According to Minaj's audio engineer, Aubry "Big Juice" Delaine, when Minaj first heard the beat, she was "crazy" about it. The final mixing took place around November 2014, right before the album had to be handed in. Delaine recalls, "it was crunch time. Hit-Boy, on the spot, added those hard 808 drums in the middle of the song." The song was then sent over to Beyoncé and her engineer Stuart White for her full vocals, with White ending up mixing the song. Delaine said when they sent the song back, "that's when Beyoncé put her sauce on it and all of her extra vocals. We listened to that and knew that song was out of here".

==Composition==
The song's beat is built over a West Coast synth, driving bass and drums along with bells and whistles incorporated into the production. The song contains rough edges, with high winding synths and intense lyrics that revolve around both Minaj and Beyoncé "bragging" about themselves.

==Music video==
On May 18, 2015, the music video premiered exclusively on music streaming service Tidal. It features the two singers in various scenes at Coachella and several other locations. It also features Beyoncé in a Nebraska Cornhuskers hoodie. In June 2015, Billboard named "Feeling Myself" video as one of the 10 best music videos of the first half of 2015.

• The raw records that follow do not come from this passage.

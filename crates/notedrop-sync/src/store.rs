//! The remote notes store: trait seam and HTTP implementation.
//!
//! [`ApiStore`] talks to the notes API. The API handles idempotency itself:
//! posting a wire identifier it has already seen updates the existing note,
//! anything else creates a new one. The adapter's job is to get the request
//! there (retrying transient failures) and to hold the API to its response
//! contract.

use std::time::Duration;

use async_trait::async_trait;
use serde_json::Value;
use tracing::debug;

use notedrop_models::{Record, RemoteNote, SaveOutcome, SaveResult};

use crate::error::{Result, SyncError};
use crate::retry::{run_with_retry, RetryConfig};

/// Default per-attempt request timeout.
const DEFAULT_REQUEST_TIMEOUT: Duration = Duration::from_secs(30);

/// Interface to a note storage backend.
///
/// Different bots can persist to different backends through this seam; the
/// offline buffer and the availability monitor only ever see the trait.
#[async_trait]
pub trait NoteStore: Send + Sync {
    /// Saves or updates a note, keyed by the record's wire identifier.
    async fn save_note(&self, record: &Record) -> Result<SaveResult>;

    /// Fetches the most recent notes, newest first.
    ///
    /// Also doubles as the liveness probe with a limit of 1.
    async fn fetch_notes(&self, limit: usize) -> Result<Vec<RemoteNote>>;
}

/// Configuration for [`ApiStore`].
#[derive(Debug, Clone)]
pub struct StoreConfig {
    /// Base URL of the notes API, e.g. `https://api.example.com`.
    pub base_url: String,
    /// Bearer token for authentication.
    pub api_token: String,
    /// Per-attempt request timeout.
    pub request_timeout: Duration,
    /// Retry behavior for saves.
    pub retry: RetryConfig,
}

impl StoreConfig {
    /// Creates a config with the default timeout and retry settings.
    pub fn new(base_url: impl Into<String>, api_token: impl Into<String>) -> Self {
        Self {
            base_url: base_url.into(),
            api_token: api_token.into(),
            request_timeout: DEFAULT_REQUEST_TIMEOUT,
            retry: RetryConfig::default(),
        }
    }
}

/// HTTP client for the notes API.
pub struct ApiStore {
    client: reqwest::Client,
    base_url: String,
    api_token: String,
    retry: RetryConfig,
}

impl ApiStore {
    /// Builds the store from its configuration.
    ///
    /// The per-attempt timeout is enforced by the underlying HTTP client, so
    /// a hung request surfaces as a transient timeout error.
    pub fn new(config: StoreConfig) -> Result<Self> {
        let client = reqwest::Client::builder()
            .timeout(config.request_timeout)
            .build()?;

        Ok(Self {
            client,
            base_url: config.base_url.trim_end_matches('/').to_string(),
            api_token: config.api_token,
            retry: config.retry,
        })
    }
}

#[async_trait]
impl NoteStore for ApiStore {
    async fn save_note(&self, record: &Record) -> Result<SaveResult> {
        let wire_id = record.wire_id();
        // created_at/updated_at are managed server-side and stay out of the
        // payload.
        let payload = serde_json::json!({
            "message_id": wire_id,
            "text": record.content,
        });
        let endpoint = format!("{}/notes", self.base_url);

        let result = run_with_retry(&self.retry, || {
            let request = self
                .client
                .post(&endpoint)
                .bearer_auth(&self.api_token)
                .json(&payload);
            let wire_id = wire_id.clone();

            async move {
                let response = request.send().await?;
                if let Some(err) = SyncError::from_status(response.status().as_u16()) {
                    return Err(err);
                }
                let body: Value = response.json().await?;
                parse_save_response(&body, &wire_id)
            }
        })
        .await?;

        debug!(
            message_id = %result.message_id,
            note_id = %result.note_id,
            outcome = ?result.outcome,
            "note saved"
        );
        Ok(result)
    }

    async fn fetch_notes(&self, limit: usize) -> Result<Vec<RemoteNote>> {
        let endpoint = format!("{}/notes?limit={}", self.base_url, limit);
        let response = self
            .client
            .get(&endpoint)
            .bearer_auth(&self.api_token)
            .send()
            .await?;

        if let Some(err) = SyncError::from_status(response.status().as_u16()) {
            return Err(err);
        }

        let notes: Vec<RemoteNote> = response.json().await?;
        debug!(count = notes.len(), "fetched remote notes");
        Ok(notes)
    }
}

/// Validates a save response body against the API contract.
///
/// A 2xx response missing the status or note id is a contract violation, not
/// a transport failure: it is fatal and never retried.
fn parse_save_response(body: &Value, wire_id: &str) -> Result<SaveResult> {
    let status = body
        .get("status")
        .and_then(Value::as_str)
        .ok_or_else(|| SyncError::MalformedResponse("missing status field".to_string()))?;

    let outcome = SaveOutcome::from_wire(status).ok_or_else(|| {
        SyncError::MalformedResponse(format!("unknown save status {status:?}"))
    })?;

    let note_id = match body.get("note_id") {
        Some(Value::String(s)) => s.clone(),
        Some(Value::Number(n)) => n.to_string(),
        _ => {
            return Err(SyncError::MalformedResponse(
                "missing note_id field".to_string(),
            ))
        }
    };

    Ok(SaveResult {
        outcome,
        note_id,
        message_id: wire_id.to_string(),
    })
}

#[cfg(test)]
mod tests {
    use super::*;
    use notedrop_models::SaveOutcome;

    #[test]
    fn test_parse_created_response() {
        let body = serde_json::json!({"status": "created", "note_id": "n-17"});
        let result = parse_save_response(&body, "42_1001").unwrap();
        assert_eq!(result.outcome, SaveOutcome::Created);
        assert_eq!(result.note_id, "n-17");
        assert_eq!(result.message_id, "42_1001");
    }

    #[test]
    fn test_parse_updated_response_with_numeric_id() {
        let body = serde_json::json!({"status": "updated", "note_id": 17});
        let result = parse_save_response(&body, "42_1001").unwrap();
        assert_eq!(result.outcome, SaveOutcome::Updated);
        assert_eq!(result.note_id, "17");
    }

    #[test]
    fn test_missing_status_is_malformed() {
        let body = serde_json::json!({"note_id": "n-17"});
        let err = parse_save_response(&body, "42_1001").unwrap_err();
        assert!(matches!(err, SyncError::MalformedResponse(_)));
        assert!(!err.is_retryable());
    }

    #[test]
    fn test_missing_note_id_is_malformed() {
        let body = serde_json::json!({"status": "created"});
        let err = parse_save_response(&body, "42_1001").unwrap_err();
        assert!(matches!(err, SyncError::MalformedResponse(_)));
    }

    #[test]
    fn test_unknown_status_is_malformed() {
        let body = serde_json::json!({"status": "archived", "note_id": "n-17"});
        let err = parse_save_response(&body, "42_1001").unwrap_err();
        assert!(matches!(err, SyncError::MalformedResponse(_)));
    }

    #[test]
    fn test_store_config_trims_trailing_slash() {
        let store = ApiStore::new(StoreConfig::new("https://api.example.com/", "token")).unwrap();
        assert_eq!(store.base_url, "https://api.example.com");
    }
}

On February 3, 2015, an audio video for the song was uploaded to Minaj's official YouTube channel, which as of February 2025, has surpassed 150 million views.

==Reception==

Pitchfork named the song "Best New Track" of the day, with Molly Beauchemin commenting that "Nicki Minaj is the only woman who can get Beyoncé to do her bidding. When a woman capable of 'stopping the world' tells you to 'carry on', there's no choice but to bring it." Additionally, Pitchfork named "Feeling Myself" the 13th best music video of 2015.

Despite not being sent to radio as an official single from the album, "Feeling Myself" peaked at number 39 on the US Billboard Hot 100 chart, staying in the top 100 for 20 weeks. As of December 2017, the song has sold 474,261 copies in the US.

==Live performances==
On July 24, 2015, Nicki Minaj performed "Feeling Myself" on Good Morning Americas Summer Concert Series. Minaj also performed the song during The Pinkprint Tour. On October 20, 2015, Minaj and Beyoncé performed the song at the Tidal X1020 Charity Concert at the Barclays Center. Beyoncé has also performed this song on the Formation and On the Run II tours as well as her 2018 Coachella performance as a mashup with "Flawless Remix".

==Charts==

| Chart (2014–2015) | Peak position |
|---|---|
| Australia (ARIA) | 52 |
| Belgium (Ultratip Bubbling Under Flanders) | 75 |
| Belgium Urban (Ultratop Flanders) | 42 |
| Canada Hot 100 (Billboard) | 67 |
| France (SNEP) | 53 |
| Scotland Singles (Official Charts) | 40 |
| UK Singles (Official Charts) | 64 |
| UK Hip Hop/R&B (Official Charts) | 12 |
| US Billboard Hot 100 | 39 |
| US Hot R&B/Hip-Hop Songs (Billboard) | 12 |

==Certifications==

| Region | Certification | Certified units/sales |
| Australia (ARIA) | 2× Platinum | 140,000^{‡} |
| Brazil (Pro-Música Brasil) | Platinum | 60,000^{‡} |
| New Zealand (RMNZ) | Platinum | 30,000^{‡} |
| United Kingdom (BPI) | Gold | 400,000^{‡} |
| United States (RIAA) | 2× Platinum | 2,000,000^{‡} |
^{‡} Sales+streaming figures based on certification alone.